Development of an automated MHC-associated peptide enrichment method for immunopeptidomics analysis using AssayMAP large capacity cartridges

Significance of the Topic

The identification of MHC-bound peptides is essential for understanding immune recognition and developing immunotherapies, yet these peptides are present at extremely low abundance and require effective enrichment strategies.

Objectives and Overview of the Study

This work aimed to establish a fully automated immunopeptidomics workflow using large-capacity AssayMAP cartridges for MHC peptide enrichment and to assess its performance on a nanoflow Q-TOF mass spectrometer in terms of throughput and reproducibility.

Methodology and Instrumentation

The protocol integrates immunoaffinity capture on an Agilent AssayMAP Bravo platform with high-resolution mass spectrometry.

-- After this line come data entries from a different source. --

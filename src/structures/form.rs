use chrono::NaiveDate;
use thiserror::Error;

use crate::structures::fields::TimeField;

/// One validation failure, worded for direct display to the user.
#[derive(Debug, Clone, PartialEq, Eq, Error)]
pub enum FieldError {
    #[error("date: a date must be selected")]
    MissingDate,
    #[error("{field}: must be between 0 and {max}")]
    OutOfRange { field: TimeField, max: u32 },
}

/// Zero-padded two-digit mirrors of the numeric time fields. These are the
/// strings shown in the inputs and joined at submit time.
#[derive(Debug, Clone, PartialEq, Eq)]
pub struct DisplayTime {
    pub hour: String,
    pub minute: String,
    pub second: String,
}

impl Default for DisplayTime {
    fn default() -> Self {
        Self {
            hour: String::from("00"),
            minute: String::from("00"),
            second: String::from("00"),
        }
    }
}

/// The widget-local form state. The date portion and the time portion are
/// edited independently and only combined at submission.
///
/// Invariant: `display` always equals the `%02` rendering of the numeric
/// fields. Both are written in the same commit, so no observable state has
/// them out of sync.
#[derive(Debug, Clone, PartialEq, Eq, Default)]
pub struct FormState {
    pub date: Option<NaiveDate>,
    pub hour: u32,
    pub minute: u32,
    pub second: u32,
    pub display: DisplayTime,
}

impl FormState {
    pub fn new() -> Self {
        Self::default()
    }

    /// Commit a raw text edit to one time field. Unparseable input is
    /// rejected and the previous value stays. In-range and wrapped values
    /// are stored numerically and as a two-digit display string together.
    /// Returns whether the commit happened.
    pub fn set_field(&mut self, field: TimeField, raw: &str) -> bool {
        let value = match raw.trim().parse::<i64>() {
            Ok(v) => field.wrap(v),
            Err(_) => return false,
        };
        self.store(field, value);
        true
    }

    /// Overwrite all three time fields at once (the suggested-time fill
    /// after a calendar selection).
    pub fn set_time(&mut self, hour: u32, minute: u32, second: u32) {
        self.store(TimeField::Hour, TimeField::Hour.wrap(i64::from(hour)));
        self.store(TimeField::Minute, TimeField::Minute.wrap(i64::from(minute)));
        self.store(TimeField::Second, TimeField::Second.wrap(i64::from(second)));
    }

    fn store(&mut self, field: TimeField, value: u32) {
        let padded = format!("{value:02}");
        match field {
            TimeField::Hour => {
                self.hour = value;
                self.display.hour = padded;
            }
            TimeField::Minute => {
                self.minute = value;
                self.display.minute = padded;
            }
            TimeField::Second => {
                self.second = value;
                self.display.second = padded;
            }
        }
    }

    pub fn field_value(&self, field: TimeField) -> u32 {
        match field {
            TimeField::Hour => self.hour,
            TimeField::Minute => self.minute,
            TimeField::Second => self.second,
        }
    }

    /// Check the composed value, collecting every violation rather than
    /// stopping at the first.
    pub fn validate(&self) -> Result<(), Vec<FieldError>> {
        let mut errors = Vec::new();
        if self.date.is_none() {
            errors.push(FieldError::MissingDate);
        }
        for field in TimeField::ALL {
            let max = field.max();
            if self.field_value(field) > max {
                errors.push(FieldError::OutOfRange { field, max });
            }
        }
        if errors.is_empty() { Ok(()) } else { Err(errors) }
    }

    /// True once a date is selected and all three display strings hold a
    /// value. Gates the submit button.
    pub fn is_complete(&self) -> bool {
        self.date.is_some()
            && !self.display.hour.is_empty()
            && !self.display.minute.is_empty()
            && !self.display.second.is_empty()
    }

    /// True when nothing differs from the initial state. Gates the clear
    /// button.
    pub fn is_default(&self) -> bool {
        *self == Self::default()
    }

    pub fn reset(&mut self) {
        *self = Self::default();
    }
}
impl Instance {
    pub fn new(namespace: impl Into<String>, class_name: impl Into<String>) -> Self {
        Self {
            namespace: namespace.into(),
            class_name: class_name.into(),
            properties: BTreeMap::new(),
            key_names: Vec::new(),
            filter: PropertyFilter::all(),
        }
    }

    /// Set the property filter and the key properties that bypass it.
    pub fn with_filter(mut self, filter: PropertyFilter, keys: &[&str]) -> Self {
        self.filter = filter;
        self.key_names = keys.iter().map(|k| k.to_string()).collect();
        self
    }

    fn is_key(&self, name: &str) -> bool {
        self.key_names.iter().any(|k| k.eq_ignore_ascii_case(name))
    }

    /// Set a property. Silently dropped if the filter excludes it.
    pub fn set(&mut self, name: &str, value: impl Into<Value>) {
        if self.is_key(name) || self.filter.admits(name) {
            self.properties.insert(name.to_string(), value.into());
        }
    }

    /// Set a property regardless of the filter.
    pub fn insert(&mut self, name: &str, value: impl Into<Value>) {
        self.properties.insert(name.to_string(), value.into());
    }

    pub fn get(&self, name: &str) -> Option<&Value> {
        self.properties
            .iter()
            .find(|(k, _)| k.eq_ignore_ascii_case(name))
            .map(|(_, v)| v)
    }

    pub fn get_str(&self, name: &str) -> Option<&str> {
        self.get(name).and_then(Value::as_str)
    }

    pub fn properties(&self) -> &BTreeMap<String, Value> {
        &self.properties
    }

    /// Keep only properties the filter admits (keys always survive).
    pub fn retain(&mut self, filter: &PropertyFilter) {
        let keys = self.key_names.clone();
        self.properties.retain(|name, _| {
            keys.iter().any(|k| k.eq_ignore_ascii_case(name)) || filter.admits(name)
        });
    }

    /// Object path built from the instance's key properties.
    pub fn path(&self) -> ObjectPath {
        let mut path = ObjectPath::new(self.namespace.clone(), self.class_name.clone());
        for key in &self.key_names {
            if let Some(value) = self.get(key) {
                path = path.with_key(key.clone(), value.clone());
            }
        }
        path
    }
}

// =============================================================================
// METHOD CALLS
// =============================================================================

/// Named input arguments to an extrinsic method.
#[derive(Debug, Clone, Default, PartialEq)]
pub struct MethodArgs {
    args: BTreeMap<String, Value>,
}

impl MethodArgs {
    pub fn new() -> Self {
        Self::default()
    }

    pub fn with(mut self, name: impl Into<String>, value: impl Into<Value>) -> Self {
        self.args.insert(name.into(), value.into());
        self
    }

    pub fn get(&self, name: &str) -> Option<&Value> {
        self.args
            .iter()
            .find(|(k, _)| k.eq_ignore_ascii_case(name))
            .map(|(_, v)| v)
    }

    pub fn get_str(&self, name: &str) -> Option<&str> {
        self.get(name).and_then(Value::as_str)
    }

    pub fn get_u64(&self, name: &str) -> Option<u64> {
        self.get(name).and_then(Value::as_u64)
    }

    pub fn get_reference(&self, name: &str) -> Option<&ObjectPath> {
        self.get(name).and_then(Value::as_reference)
    }

    pub fn len(&self) -> usize {
        self.args.len()
    }

    pub fn is_empty(&self) -> bool {
        self.args.is_empty()
    }
}

/// Result of an extrinsic method: numeric return value plus out-arguments.
#[derive(Debug, Clone, Default, PartialEq)]
pub struct MethodOutput {
    pub return_value: u32,
    pub out_args: BTreeMap<String, Value>,
}

impl MethodOutput {
    pub fn new(return_value: u32) -> Self {
        Self {
            return_value,
            out_args: BTreeMap::new(),
        }
    }

    pub fn with_arg(mut self, name: impl Into<String>, value: impl Into<Value>) -> Self {
        self.out_args.insert(name.into(), value.into());
        self
    }

    pub fn arg(&self, name: &str) -> Option<&Value> {
        self.out_args.get(name)
    }
}

/// DMTF return codes shared by state-change and service methods.
pub mod return_code {
    pub const COMPLETED: u32 = 0;
    pub const NOT_SUPPORTED: u32 = 1;
    pub const FAILED: u32 = 4;
    pub const INVALID_PARAMETER: u32 = 5;
    pub const JOB_STARTED: u32 = 4096;
    pub const INVALID_STATE_TRANSITION: u32 = 4097;
}

// =============================================================================
// POOL RECORDS
// =============================================================================

/// VM power state as reported by the pool.
#[derive(Debug, Clone, Copy, PartialEq, Eq, Serialize, Deserialize)]
#[serde(rename_all = "lowercase")]
pub enum VmPowerState {
    Halted,
    Running,
    Paused,
    Suspended,
}

impl VmPowerState {
    /// DMTF `EnabledState` value for this power state.
    pub fn enabled_state(&self) -> u16 {
        match self {
            VmPowerState::Running => 2,
            VmPowerState::Halted => 3,
            VmPowerState::Suspended => 6,
            VmPowerState::Paused => 9,
        }
    }
}

/// Power operations that can be requested on a VM.
#[derive(Debug, Clone, Copy, PartialEq, Eq, Serialize, Deserialize)]
#[serde(rename_all = "snake_case")]
pub enum VmPowerOp {
    Start,
    CleanShutdown,
    HardShutdown,
    CleanReboot,
    HardReboot,
    Pause,
    Unpause,
    Suspend,
    Resume,
}

impl VmPowerOp {
    /// Map a DMTF `RequestedState` onto a power operation, given the current state.
    ///
    /// Returns `None` for values that have no power-operation equivalent.
    pub fn from_requested_state(requested: u16, current: VmPowerState) -> Option<Self> {
        match requested {
            2 => Some(match current {
                VmPowerState::Paused => VmPowerOp::Unpause,
                VmPowerState::Suspended => VmPowerOp::Resume,
                _ => VmPowerOp::Start,
            }),
            3 => Some(VmPowerOp::HardShutdown),
            4 => Some(VmPowerOp::CleanShutdown),
            6 => Some(VmPowerOp::Suspend),
            9 => Some(VmPowerOp::Pause),
            10 => Some(VmPowerOp::CleanReboot),
            11 => Some(VmPowerOp::HardReboot),
            _ => None,
        }
    }
}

• Antibody immobilization: Anti-human MHC-I w6/32 antibody was cross-linked to 25 μL Protein A cartridges using dimethyl pimelimidate.
• Sample preparation: GRANTA-519 cell lysates were loaded (≈3 mg per cartridge) under non-denaturing conditions and processed in triplicate to enrich MHC complexes.
• Peptide cleanup: Eluted peptides were desalted on 5 μL C18 cartridges.
• LC-MS/MS analysis: An Agilent 1290 Infinity II LC system converted to nanoflow via UHPLC Nanodapter, coupled to a nanoESI source and 6550 iFunnel Q-TOF; samples were run using a 90-minute gradient and data-dependent acquisition.

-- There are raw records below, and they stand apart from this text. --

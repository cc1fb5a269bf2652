//! Pool backend abstraction.
//!
//! [`PoolBackend`] is the process-wide connection factory; [`PoolSession`] is
//! one authenticated connection acquired per call or per job. The provider
//! never talks to the pool except through these two traits, which lets the
//! dispatch framework run against the in-memory [`crate::MockPool`] in tests.

use async_trait::async_trait;
use std::sync::Arc;

use crate::error::BackendResult;
use crate::types::*;

/// Process-wide connection factory for a hypervisor pool.
#[async_trait]
pub trait PoolBackend: Send + Sync {
    /// Establish the shared connection state. Called once by provider init.
    async fn connect(&self) -> BackendResult<()>;

    /// Tear down the shared connection state. Called by provider uninit.
    async fn disconnect(&self) -> BackendResult<()>;

    /// Open an authenticated session for the given caller.
    async fn login(&self, credentials: &Credentials) -> BackendResult<Arc<dyn PoolSession>>;

    /// Release a session opened by [`PoolBackend::login`].
    ///
    /// Synchronous so it can run from `Drop`.
    fn logout(&self, session: &dyn PoolSession);
}

/// One authenticated connection to the pool.
///
/// Object references are UUID strings throughout.
#[async_trait]
pub trait PoolSession: Send + Sync {
    /// Opaque identifier of this session, used for logout bookkeeping.
    fn id(&self) -> &str;

    // =========================================================================
    // Tasks
    // =========================================================================

    /// Create a backend task. Returns its UUID.
    async fn task_create(&self, name_label: &str, name_description: &str) -> BackendResult<String>;

    async fn task_get_all(&self) -> BackendResult<Vec<String>>;

    async fn task_get_record(&self, task: &str) -> BackendResult<TaskRecord>;

    /// Set (or with `None`, remove) one key of the task's `other_config`.
    async fn task_set_other_config(
        &self,
        task: &str,
        key: &str,
        value: Option<&str>,
    ) -> BackendResult<()>;

    async fn task_destroy(&self, task: &str) -> BackendResult<()>;

    // =========================================================================
    // VMs
    // =========================================================================

    async fn vm_get_all(&self) -> BackendResult<Vec<String>>;

    async fn vm_get_record(&self, vm: &str) -> BackendResult<VmRecord>;

    async fn vm_set_name_label(&self, vm: &str, label: &str) -> BackendResult<()>;

    async fn vm_set_name_description(&self, vm: &str, description: &str) -> BackendResult<()>;

    /// Run a power operation to completion.
    async fn vm_power_op(&self, vm: &str, op: VmPowerOp) -> BackendResult<()>;

    /// Migrate a VM to another host in the pool.
    async fn vm_pool_migrate(&self, vm: &str, host: &str, live: bool) -> BackendResult<()>;

    /// Fails if the VM cannot be migrated to the host.
    async fn vm_assert_can_migrate(&self, vm: &str, host: &str) -> BackendResult<()>;

    // =========================================================================
    // Hosts
    // =========================================================================

    async fn host_get_all(&self) -> BackendResult<Vec<String>>;

    async fn host_get_record(&self, host: &str) -> BackendResult<HostRecord>;
}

Main Results and Discussion

The method demonstrated consistent retention times and signal intensities across three replicates. Each sample yielded 2282–2424 unique MHC class I peptides (3604 total unique), with a CV of ~3 % for peptide identification and ~11 % for peptide abundance quantitation. Analysis of peptide lengths revealed that 94 % were 8–11 residues long, predominantly 9-mers (~75 %). Motif analysis of nonamer peptides confirmed expected HLA-binding preferences, notably leucine or valine at the C terminus and conserved anchor residues at position 2.

Benefits and Practical Applications

The automated platform reduces hands-on time and variability, enabling high-throughput, reproducible immunopeptidomic profiling. It is adaptable to low-abundance samples and supports comparative studies and target discovery in immunology and clinical research.

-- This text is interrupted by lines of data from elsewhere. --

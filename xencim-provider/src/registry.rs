//! Class name to handler resolution.
//!
//! Two independent tables: instance handlers and method handlers. Several
//! class names may share one handler instance. The registry is built once at
//! provider construction and only read afterwards.

use std::collections::HashMap;
use std::sync::Arc;
use tracing::{debug, warn};

use crate::handler::{InstanceHandler, MethodHandler};
use crate::handlers::{
    computer_system::{VmHandler, VmMethods},
    host::HostHandler,
    job::{JobHandler, JobMethods, JOB_CLASSES},
    migration::MigrationMethods,
    services::{ServicesHandler, SERVICE_CLASSES},
};

#[derive(Default)]
pub struct Registry {
    instance: HashMap<String, Arc<dyn InstanceHandler>>,
    method: HashMap<String, Arc<dyn MethodHandler>>,
}

impl Registry {
    /// Create an empty registry.
    pub fn new() -> Self {
        Self::default()
    }

    /// Create a registry holding the built-in handlers.
    pub fn with_defaults() -> Self {
        let mut registry = Self::new();

        let jobs: Arc<dyn InstanceHandler> = Arc::new(JobHandler);
        registry.register_instance(JOB_CLASSES, jobs);
        registry.register_method(JOB_CLASSES, Arc::new(JobMethods));

        registry.register_instance(&["Xen_ComputerSystem"], Arc::new(VmHandler));
        registry.register_method(&["Xen_ComputerSystem"], Arc::new(VmMethods));

        registry.register_instance(&["Xen_HostComputerSystem"], Arc::new(HostHandler));

        registry.register_instance(SERVICE_CLASSES, Arc::new(ServicesHandler));
        registry.register_method(
            &["Xen_VirtualSystemMigrationService"],
            Arc::new(MigrationMethods),
        );

        registry
    }

    /// Register an instance handler for each class name.
    ///
    /// A class that is already registered keeps its first handler.
    pub fn register_instance(&mut self, class_names: &[&str], handler: Arc<dyn InstanceHandler>) {
        for name in class_names {
            if self.instance.contains_key(*name) {
                warn!(class_name = %name, "Duplicate instance handler registration ignored");
                continue;
            }
            debug!(class_name = %name, "Registered instance handler");
            self.instance.insert(name.to_string(), Arc::clone(&handler));
        }
    }

    /// Register a method handler for each class name.
    ///
    /// A class that is already registered keeps its first handler.
    pub fn register_method(&mut self, class_names: &[&str], handler: Arc<dyn MethodHandler>) {
        for name in class_names {
            if self.method.contains_key(*name) {
                warn!(class_name = %name, "Duplicate method handler registration ignored");
                continue;
            }
            debug!(class_name = %name, "Registered method handler");
            self.method.insert(name.to_string(), Arc::clone(&handler));
        }
    }

    pub fn resolve_instance_handler(&self, class_name: &str) -> Option<Arc<dyn InstanceHandler>> {
        self.instance.get(class_name).cloned()
    }

    pub fn resolve_method_handler(&self, class_name: &str) -> Option<Arc<dyn MethodHandler>> {
        self.method.get(class_name).cloned()
    }

    /// Registered instance classes, sorted.
    pub fn instance_classes(&self) -> Vec<&str> {
        let mut names: Vec<&str> = self.instance.keys().map(String::as_str).collect();
        names.sort_unstable();
        names
    }

    /// Registered method classes, sorted.
    pub fn method_classes(&self) -> Vec<&str> {
        let mut names: Vec<&str> = self.method.keys().map(String::as_str).collect();
        names.sort_unstable();
        names
    }
}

Future Trends and Opportunities

Advances may include integration with bioinformatics pipelines for deeper epitope mapping, adaptation to multiplexed or single-cell workflows, implementation of data-independent acquisition to enhance coverage, and applications in personalized vaccine design and immune monitoring.

Conclusion

The automated MHC-associated peptide enrichment workflow using AssayMAP cartridges combined with nanoflow Q-TOF MS provides a robust, high-throughput solution for immunopeptidomic studies, delivering reliable peptide identification and quantitation with strong reproducibility.

References

No explicit literature references were provided in the source document.